The Ninth Wave sailing, Shanghai, by Cai Guo-Qiang 蔡国强

The big argument against planned economies is that they don’t work, but that’s not true. The evidence is that they had shitty consumer products, but that ignores the value of public goods. Let’s look at this argument and the evidence in turn, then let’s look at the verdict that the Earth itself has pronounced.

If my examples from the NBA, New York rappers, and COVID-19 don’t convince you that Capitalism is a planetary con, then just take the planet’s temperature, or hell, take the temperature of millions of people dying of plague right now. Either we plan our way into this, or we’re planning to fail. This isn’t theoretical anymore.

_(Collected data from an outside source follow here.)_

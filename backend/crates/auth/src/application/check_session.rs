//! Check Session Use Case
//!
//! Verifies and retrieves session information.

use std::sync::Arc;

use crate::application::config::AuthConfig;
use crate::application::token;
use crate::domain::entity::session::Session;
use crate::domain::repository::SessionRegistry;
use crate::error::{AuthError, AuthResult};

/// Session info output
pub struct SessionStatus {
    pub expires_at_ms: i64,
}

/// Check session use case
pub struct CheckSessionUseCase<S>
where
    S: SessionRegistry,
{
    registry: Arc<S>,
    config: Arc<AuthConfig>,
}

impl<S> CheckSessionUseCase<S>
where
    S: SessionRegistry,
{
    pub fn new(registry: Arc<S>, config: Arc<AuthConfig>) -> Self {
        Self { registry, config }
    }

    /// Check if session is valid and return session info
    pub async fn execute(&self, session_token: &str) -> AuthResult<SessionStatus> {
        let session = self.get_session(session_token).await?;

        Ok(SessionStatus {
            expires_at_ms: session.expires_at_ms,
        })
    }

    /// Just check if session is valid (returns bool)
    pub async fn is_valid(&self, session_token: &str) -> bool {
        self.get_session(session_token).await.is_ok()
    }

    /// Get session and update last activity
    ///
    /// Expired sessions are removed on sight (lazy enforcement).
    pub async fn get_session(&self, session_token: &str) -> AuthResult<Session> {
        let session_id = token::parse_session_token(&self.config.session_secret, session_token)?;

        let session = self
            .registry
            .find_by_id(session_id)
            .await?
            .ok_or(AuthError::SessionInvalid)?;

        if session.is_expired() {
            self.registry.delete(session_id).await?;
            return Err(AuthError::SessionInvalid);
        }

        let mut session = session;
        session.touch();
        self.registry.update(&session).await?;

        Ok(session)
    }
}
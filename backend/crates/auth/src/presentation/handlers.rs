//! HTTP Handlers

use axum::Json;
use axum::extract::State;
use axum::http::{HeaderMap, StatusCode, header};
use axum::response::IntoResponse;
use std::sync::Arc;

use platform::client::extract_client_ip;
use platform::cookie::extract_cookie;
use platform::rate_limit::{MemoryRateLimitStore, RateLimitStore};

use crate::application::config::AuthConfig;
use crate::application::{
    AuthorizeInput, AuthorizeUseCase, CheckSessionUseCase, RevokeSessionUseCase,
};
use crate::domain::credential::StoredCredential;
use crate::domain::repository::SessionRegistry;
use crate::error::{AuthError, AuthResult};
use crate::presentation::dto::{AuthorizeRequest, AuthorizeResponse, SessionStatusResponse};

/// Shared state for auth handlers
#[derive(Clone)]
pub struct AuthAppState<S>
where
    S: SessionRegistry + Clone + Send + Sync + 'static,
{
    pub registry: Arc<S>,
    pub credential: Arc<StoredCredential>,
    pub config: Arc<AuthConfig>,
    pub rate_limiter: Arc<MemoryRateLimitStore>,
}

// ============================================================================
// Authorize
// ============================================================================

/// POST /authorizations
pub async fn authorize<S>(
    State(state): State<AuthAppState<S>>,
    headers: HeaderMap,
    axum::extract::ConnectInfo(addr): axum::extract::ConnectInfo<std::net::SocketAddr>,
    Json(req): Json<AuthorizeRequest>,
) -> AuthResult<impl IntoResponse>
where
    S: SessionRegistry + Clone + Send + Sync + 'static,
{
    let client_ip = extract_client_ip(&headers, Some(addr.ip()));
    let rate_key = client_ip
        .map(|ip| ip.to_string())
        .unwrap_or_else(|| "unknown".to_string());

    let limit = state
        .rate_limiter
        .check_and_increment(&rate_key, &state.config.rate_limit)
        .await
        .map_err(|e| AuthError::Internal(e.to_string()))?;

    if !limit.allowed {
        return Err(AuthError::RateLimited);
    }

    let use_case = AuthorizeUseCase::new(
        state.registry.clone(),
        state.credential.clone(),
        state.config.clone(),
    );

    let output = use_case
        .execute(AuthorizeInput {
            master_password: req.master_password,
            client_ip: client_ip.map(|ip| ip.to_string()),
        })
        .await?;

    let cookie = state
        .config
        .cookie_config()
        .build_set_cookie(&output.session_token);

    Ok((
        StatusCode::OK,
        [(header::SET_COOKIE, cookie)],
        Json(AuthorizeResponse {
            expires_at_ms: output.expires_at_ms,
        }),
    ))
}

// ============================================================================
// Revoke
// ============================================================================

/// DELETE /authorizations
pub async fn revoke<S>(
    State(state): State<AuthAppState<S>>,
    headers: HeaderMap,
) -> AuthResult<impl IntoResponse>
where
    S: SessionRegistry + Clone + Send + Sync + 'static,
{
    let token = extract_cookie(&headers, &state.config.session_cookie_name);

    if let Some(token) = token {
        let use_case = RevokeSessionUseCase::new(state.registry.clone(), state.config.clone());
        // Ignore errors - just clear the cookie
        let _ = use_case.execute(&token).await;
    }

    let cookie = state.config.cookie_config().build_delete_cookie();

    Ok((StatusCode::NO_CONTENT, [(header::SET_COOKIE, cookie)]))
}

// ============================================================================
// Session Status
// ============================================================================

/// GET /authorizations/status
pub async fn session_status<S>(
    State(state): State<AuthAppState<S>>,
    headers: HeaderMap,
) -> AuthResult<Json<SessionStatusResponse>>
where
    S: SessionRegistry + Clone + Send + Sync + 'static,
{
    let token = extract_cookie(&headers, &state.config.session_cookie_name);

    let use_case = CheckSessionUseCase::new(state.registry.clone(), state.config.clone());

    let status = if let Some(token) = token {
        use_case.execute(&token).await.ok()
    } else {
        None
    };

    match status {
        Some(info) => Ok(Json(SessionStatusResponse {
            authenticated: true,
            expires_at_ms: Some(info.expires_at_ms),
        })),
        None => Ok(Json(SessionStatusResponse {
            authenticated: false,
            expires_at_ms: None,
        })),
    }
}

The Argument: Planned Economies Don’t Work

A 2011 paper by Cereseto and Waitzkin “compared capitalist and socialist countries in measures of the physical quality of life (PQL), taking into account the level of economic development.” The results: “In 28 of 30 comparisons between countries at similar levels of economic development, socialist countries showed more favorable PQL outcomes.”

Economic Development, Political-Economic System, and the Physical Quality of Life, Shirley Cereseto and Howard Waitzkin

To some degree this is obvious. Socialist countries invest in more social outcomes (public goods) while Capitalist countries invest in more capitalist ones (private goods). You get what you pay for.

To a tragic degree, however, this isn’t obvious, because public goods are boring and invisible whereas consumption is literally conspicuous. If a health system or public housing is working nobody notices, but if an expensive drug or baller house is created, everyone does. And so Capitalism looks like it works better, even though it sucks.